PECOS (Provider Enrollment, Chain, and Ownership System) is the official online portal used to submit and manage Medicare enrollment applications. Before accessing PECOS, providers must create an account in the I&A (Identity & Access) Management System. The I&A system verifies your identity and grants access permissions, while PECOS is the platform where the actual Medicare credentialing application is completed and submitted.
For most new providers, Medicare credentialing takes approximately 60 to 120 days. The exact timeline often depends on the workload of the regional Medicare Administrative Contractor (MAC) reviewing the application and the accuracy of the information submitted. Errors such as incorrect addresses, mismatched tax identification numbers, or missing documentation can cause the application to be returned for corrections, adding several weeks to the process.
Most individual healthcare professionals, including physicians, nurse practitioners, and physician assistants, are not required to pay an enrollment fee when applying for Medicare credentialing.
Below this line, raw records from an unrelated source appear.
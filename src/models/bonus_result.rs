//! Bonus calculation result models.
//!
//! This module contains the [`BonusResult`] type and its associated
//! structures: the pool breakdown, one payout record per active employee,
//! and the audit trace.

use chrono::NaiveDate;
use rust_decimal::Decimal;
use serde::{Deserialize, Serialize};

use super::AuditTrace;

/// How the month's bonus pool was formed and split.
///
/// Money fields are rounded to cents; share and score totals are counts.
#[derive(Debug, Clone, PartialEq, Eq, Serialize, Deserialize)]
pub struct PoolBreakdown {
    /// The month's revenue as supplied by the caller.
    pub total_revenue: Decimal,
    /// The pool percentage actually used.
    pub pool_percentage: Decimal,
    /// Revenue times pool percentage.
    pub gross_pool: Decimal,
    /// Sum of all damage pool impacts.
    pub damages_deducted: Decimal,
    /// Gross pool less damages, never negative.
    pub net_pool: Decimal,
    /// Half of the net pool, distributed by tenure shares.
    pub tenure_pool: Decimal,
    /// Half of the net pool, distributed by performance score.
    pub performance_pool: Decimal,
    /// Sum of all active employees' tenure shares.
    pub total_tenure_shares: u32,
    /// Sum of all active employees' performance scores.
    pub total_performance_score: u32,
}

/// One active employee's bonus for the month.
///
/// # Example
///
/// ```
/// use bonus_engine::models::EmployeePayout;
/// use rust_decimal::Decimal;
/// use std::str::FromStr;
///
/// let payout = EmployeePayout {
///     employee_id: "emp_001".to_string(),
///     employee_name: "Dana Reyes".to_string(),
///     tenure_months: 3,
///     tenure_shares: 3,
///     tenure_amount: Decimal::from_str("168.75").unwrap(),
///     performance_score: 0,
///     performance_amount: Decimal::ZERO,
///     mileage_amount: Decimal::from_str("10.80").unwrap(),
///     perfect_week_hours: 1,
///     perfect_week_amount: Decimal::ZERO,
///     total_amount: Decimal::from_str("179.55").unwrap(),
/// };
/// assert!(payout.total_amount > payout.tenure_amount);
/// ```
#[derive(Debug, Clone, PartialEq, Eq, Serialize, Deserialize)]
pub struct EmployeePayout {
    /// The employee's ID.
    pub employee_id: String,
    /// The employee's display name.
    pub employee_name: String,
    /// Completed months of employment at the calculation date.
    pub tenure_months: u32,
    /// Tenure shares held (one per completed month).
    pub tenure_shares: u32,
    /// The employee's slice of the tenure pool.
    pub tenure_amount: Decimal,
    /// Recognition points earned this month.
    pub performance_score: u32,
    /// The employee's slice of the performance pool.
    pub performance_amount: Decimal,
    /// Mileage reimbursement, paid on top of the pool.
    pub mileage_amount: Decimal,
    /// Bonus hours earned from perfect weeks.
    pub perfect_week_hours: u32,
    /// Dollar value of perfect-week hours; always zero under the current policy.
    pub perfect_week_amount: Decimal,
    /// Sum of the unrounded components, rounded once.
    pub total_amount: Decimal,
}

/// The complete result of a monthly bonus calculation.
#[derive(Debug, Clone, PartialEq, Eq, Serialize, Deserialize)]
pub struct BonusResult {
    /// The date tenure was measured at.
    pub as_of_date: NaiveDate,
    /// Pool figures.
    pub breakdown: PoolBreakdown,
    /// One payout per active employee, in the caller's order.
    pub payouts: Vec<EmployeePayout>,
    /// Audit trace of the calculation.
    pub audit_trace: AuditTrace,
}

impl BonusResult {
    /// Returns the payout for `employee_id`, if that employee was active.
    pub fn payout_for(&self, employee_id: &str) -> Option<&EmployeePayout> {
        self.payouts.iter().find(|p| p.employee_id == employee_id)
    }

    /// Total money disbursed, mileage included.
    ///
    /// Mileage is reimbursed outside the pool, so this can exceed the net pool.
    pub fn total_disbursed(&self) -> Decimal {
        self.payouts
            .iter()
            .map(|p| p.total_amount)
            .fold(Decimal::ZERO, Decimal::saturating_add)
    }
}
//! Configuration loading functionality.
//!
//! This module provides the [`ConfigLoader`] type for loading the bonus
//! policy from a YAML file.

use rust_decimal::Decimal;
use std::fs;
use std::path::Path;

use crate::error::{EngineError, EngineResult};

use super::types::BonusPolicy;

/// Name of the policy file inside the configuration directory.
pub const POLICY_FILE: &str = "policy.yaml";

/// Loads and provides access to the bonus policy.
///
/// # Directory Structure
///
/// ```text
/// config/
/// └── policy.yaml   # Mileage rate, pool percentage, damage multiplier, tardy cutoff
/// ```
///
/// # Example
///
/// ```no_run
/// use bonus_engine::config::ConfigLoader;
///
/// let loader = ConfigLoader::load("./config").unwrap();
/// println!("Mileage rate: ${}", loader.policy().mileage_rate);
/// ```
#[derive(Debug, Clone)]
pub struct ConfigLoader {
    policy: BonusPolicy,
}

impl ConfigLoader {
    /// Loads the policy from `policy.yaml` in the specified directory.
    ///
    /// # Returns
    ///
    /// Returns a `ConfigLoader` on success, or an error if:
    /// - The policy file is missing
    /// - The file contains invalid YAML
    /// - A policy value is out of range
    ///
    /// # Example
    ///
    /// ```no_run
    /// use bonus_engine::config::ConfigLoader;
    ///
    /// let loader = ConfigLoader::load("./config")?;
    /// # Ok::<(), bonus_engine::error::EngineError>(())
    /// ```
    pub fn load<P: AsRef<Path>>(path: P) -> EngineResult<Self> {
        let policy_path = path.as_ref().join(POLICY_FILE);
        let policy = Self::load_yaml::<BonusPolicy>(&policy_path)?;
        Self::from_policy(policy)
    }

    /// Wraps an in-memory policy after validating it.
    pub fn from_policy(policy: BonusPolicy) -> EngineResult<Self> {
        Self::validate(&policy)?;
        Ok(Self { policy })
    }

    /// Loads and parses a YAML file.
    fn load_yaml<T: serde::de::DeserializeOwned>(path: &Path) -> EngineResult<T> {
        let path_str = path.display().to_string();

        let content = fs::read_to_string(path).map_err(|_| EngineError::ConfigNotFound {
            path: path_str.clone(),
        })?;

        serde_yaml::from_str(&content).map_err(|e| EngineError::ConfigParseError {
            path: path_str,
            message: e.to_string(),
        })
    }

    fn validate(policy: &BonusPolicy) -> EngineResult<()> {
        if policy.mileage_rate < Decimal::ZERO {
            return Err(EngineError::InvalidPolicy {
                field: "mileage_rate".to_string(),
                message: format!("must not be negative, got {}", policy.mileage_rate),
            });
        }

        let pct = policy.default_pool_percentage;
        if pct < Decimal::ZERO || pct > Decimal::ONE_HUNDRED {
            return Err(EngineError::InvalidPolicy {
                field: "default_pool_percentage".to_string(),
                message: format!("must be between 0 and 100, got {}", pct),
            });
        }

        if policy.unreported_damage_multiplier < Decimal::ONE {
            return Err(EngineError::InvalidPolicy {
                field: "unreported_damage_multiplier".to_string(),
                message: format!(
                    "must be at least 1, got {}",
                    policy.unreported_damage_multiplier
                ),
            });
        }

        Ok(())
    }

    /// Returns the loaded policy.
    pub fn policy(&self) -> &BonusPolicy {
        &self.policy
    }
}

#[cfg(test)]
mod tests {
    use super::*;
    use chrono::NaiveTime;
    use std::str::FromStr;

    fn config_path() -> &'static str {
        "./config"
    }

    fn dec(s: &str) -> Decimal {
        Decimal::from_str(s).unwrap()
    }

    #[test]
    fn test_load_valid_configuration() {
        let result = ConfigLoader::load(config_path());
        assert!(result.is_ok(), "Failed to load config: {:?}", result.err());

        let loader = result.unwrap();
        assert_eq!(loader.policy().mileage_rate, dec("0.60"));
        assert_eq!(loader.policy().default_pool_percentage, dec("4.5"));
        assert_eq!(loader.policy().unreported_damage_multiplier, dec("2"));
        assert_eq!(
            loader.policy().tardy_cutoff,
            NaiveTime::from_hms_opt(7, 15, 0).unwrap()
        );
    }

    #[test]
    fn test_load_missing_directory_returns_error() {
        let result = ConfigLoader::load("/nonexistent/path");

        match result {
            Err(EngineError::ConfigNotFound { path }) => {
                assert!(path.contains("policy.yaml"));
            }
            _ => panic!("Expected ConfigNotFound error"),
        }
    }

    #[test]
    fn test_load_invalid_yaml_returns_parse_error() {
        let dir = std::env::temp_dir().join(format!("bonus-policy-{}", uuid::Uuid::new_v4()));
        fs::create_dir_all(&dir).unwrap();
        fs::write(dir.join(POLICY_FILE), "mileage_rate: [not, a, number]\n").unwrap();

        let result = ConfigLoader::load(&dir);
        fs::remove_dir_all(&dir).ok();

        match result {
            Err(EngineError::ConfigParseError { path, .. }) => {
                assert!(path.contains("policy.yaml"));
            }
            other => panic!("Expected ConfigParseError, got {:?}", other),
        }
    }

    #[test]
    fn test_negative_mileage_rate_rejected() {
        let policy = BonusPolicy {
            mileage_rate: dec("-0.10"),
            ..BonusPolicy::default()
        };

        match ConfigLoader::from_policy(policy) {
            Err(EngineError::InvalidPolicy { field, .. }) => assert_eq!(field, "mileage_rate"),
            _ => panic!("Expected InvalidPolicy error"),
        }
    }

    #[test]
    fn test_pool_percentage_over_100_rejected() {
        let policy = BonusPolicy {
            default_pool_percentage: dec("100.5"),
            ..BonusPolicy::default()
        };

        match ConfigLoader::from_policy(policy) {
            Err(EngineError::InvalidPolicy { field, .. }) => {
                assert_eq!(field, "default_pool_percentage")
            }
            _ => panic!("Expected InvalidPolicy error"),
        }
    }

    #[test]
    fn test_multiplier_below_one_rejected() {
        let policy = BonusPolicy {
            unreported_damage_multiplier: dec("0.5"),
            ..BonusPolicy::default()
        };

        match ConfigLoader::from_policy(policy) {
            Err(EngineError::InvalidPolicy { field, .. }) => {
                assert_eq!(field, "unreported_damage_multiplier")
            }
            _ => panic!("Expected InvalidPolicy error"),
        }
    }

    #[test]
    fn test_from_policy_accepts_defaults() {
        let loader = ConfigLoader::from_policy(BonusPolicy::default()).unwrap();
        assert_eq!(loader.policy(), &BonusPolicy::default());
    }
}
However, institutional providers such as clinics, hospitals, and home health agencies are typically required to pay an enrollment fee that is updated each year by CMS. Providers should review the current CMS fee schedule to confirm whether their provider type requires payment.
In most cases, providers cannot bill Medicare for services performed before their official enrollment effective date. Medicare typically sets this date based on when the completed application was received or when the provider began practicing at a new location, whichever occurs later. Treating Medicare patients before enrollment is finalized carries financial risk, as those claims are likely to be denied.
Medicare enrollment requires periodic revalidation to confirm that provider information remains accurate and up to date. For most providers, this occurs every five years, while suppliers such as DME providers may be required to revalidate every three years. During revalidation, providers must update details such as licenses, practice locations, and ownership information. Failing to respond to a revalidation request can result in the deactivation of Medicare billing privileges and the interruption of payments.